The agriculture sector is lagging other industries in developing its carbon market, but technological breakthroughs in soil health monitoring — like those provided by SIF — are providing crucial data on how soil and sustainable farming can offset carbon, Henry Rowlands, co-founder of SIF and founder of The Detox Project, told AgTechNavigator.
Launched in 2023, SIF developed a way to measure soil health, including capacity for storing organic and inorganic carbon and water, through a collaboration with the University of Texas at Dallas, Texas A&M, and Arizona State University, Rowlands explained. SIF uses electrochemical sensing to understand soil health, he added.
Over the years, SIF standardized soil data, including 99 covariates (climate, slope, soil type, and more), from U.S and U.K. soil core samples, Rowlands explained. The data from these soil cores was then fed into SIF’s AI algorithm, he said.
“What we have come up with is the attainable level of soil carbon sequestration for any agricultural field anywhere in the continental U.S. and anywhere in the E.U. and the UK. So, when you get raw data, you can now compare it using our data tool. You can compare that raw data to a baseline from the year 2020, and to what is attainable — in other words, how much carbon could be sequestered in that field. And that enables the context that the market is missing,” Rowlands elaborated.
Additionally, SIF developed a digital platform called SIF Attain, which launched in the UK last month and then expanded into the U.S., Rowlands said.
“The idea of a never-ending increase in soil carbon is naïve. The idea that it is a linear increase that is going to increase at two tons a hectare forever is just not how it works in the living system that is soil.”
Henry Rowlands, co-founder of SIF and founder of The Detox Project
SIF plans to roll out the platform to more geographies in the future, as it gains more information about the health of specific soils across the globe and uses data science to get insight into regions with a lack of soil health data, like Africa, Rowlands explained.
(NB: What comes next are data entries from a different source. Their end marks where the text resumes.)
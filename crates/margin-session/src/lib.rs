// This Source Code Form is subject to the terms of the Mozilla Public
// License, v. 2.0. If a copy of the MPL was not distributed with this
// file, You can obtain one at https://mozilla.org/MPL/2.0/.
//
// Copyright (c) 2025 Pegasus Heavy Industries, LLC

//! # margin-session
//!
//! Persistent per-file evaluation sessions for JavaScript/TypeScript
//! fragments: the engine behind margin's inline REPL.
//!
//! A [`Session`] owns the namespace store, keyed by the absolute path of
//! each user module. Evaluating a fragment in a namespace rewrites it so
//! that every top-level binding, export, and import is reified into the
//! store, executes it against a synthesized scope (resolved imports, prior
//! bindings, CommonJS stubs, host globals), and returns the value of the
//! trailing expression. Later evaluations in the same namespace see what
//! earlier ones defined, so a program can be grown selection by selection
//! without restarting anything.
//!
//! Both module dialects work, in the same file, across files:
//!
//! - ES modules: `import`/`export` including defaults, namespaces
//!   (`import * as x`), and dynamic `import()`
//! - CommonJS: `require`, `module.exports`, `exports.name`, `__filename`,
//!   `__dirname`
//!
//! ## Quick Start
//!
//! ```rust
//! use margin_session::{EvalOptions, Session};
//! use std::path::Path;
//!
//! let session = Session::new();
//! let ns = Path::new("/tmp/scratch.js");
//!
//! session.evaluate(ns, "const x = 10;", EvalOptions::default()).unwrap();
//! let result = session.evaluate(ns, "x * 2", EvalOptions::default()).unwrap();
//! assert_eq!(result.to_js_string(), "20");
//! ```
//!
//! Sessions are single-threaded and clone cheaply; hosts that accept
//! concurrent evaluation requests must serialize them.

#![warn(missing_docs)]
#![warn(clippy::all)]

pub mod error;
pub mod host;
pub mod protocol;
pub mod resolver;
pub mod store;

mod evaluate;
mod rewrite;
mod scope;

// Re-exports
pub use error::{EvalError, Result};
pub use evaluate::{EvalOptions, Session};
pub use protocol::{EvalRequest, EvalResponse};

/// Version of the session crate
pub const VERSION: &str = env!("CARGO_PKG_VERSION");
“Often in the Global South, some of the soil types are very different, and so we are collecting soil core data across those different regions as well, but we just do not have access to it enough because there just has not been enough data taken. So that is the reason for also using some extrapolation techniques to be able to help farmers in those regions,” he elaborated.
Are ag-related carbon credits are the wild west?
SIF’s technology can help the ag industry better tap into growing carbon markets, Rowlands noted. The ag industry accounted for only 5% of total carbon credits issued in 2022, up from 1% in 2021, according to an Environmental Defense Fund report.
“Carbon credit prices have been so low, I suspect, to attract the farming community. It is difficult to attract them at a price of $15 a ton when you are possibly sequestering two tons a hectare. It is not a massive amount per hectare in that case,” Rowlands elaborated.
Agriculture-based carbon credits are like “the wild, wild west” at the moment, since forestry-based carbon markets ran into issues, and soil’s ability to sequester carbon is not exponential, Rowlands explained.
“The idea of a never-ending increase in soil carbon is naïve. The idea that it is a linear increase that is going to increase at two tons a hectare forever is just not how it works in the living system that is soil. In fact, usually when you have practice change that benefits the soil, you will have a fast increase to begin with, and then it will ... level off slowly after that,” Rowlands said.
He added, “And therefore, the whole idea of adding context, regarding what is actually attainable and using carbon credits to incentivize farmers to protect carbon in the soil is actually key for the success of the carbon markets when it comes to agriculture.”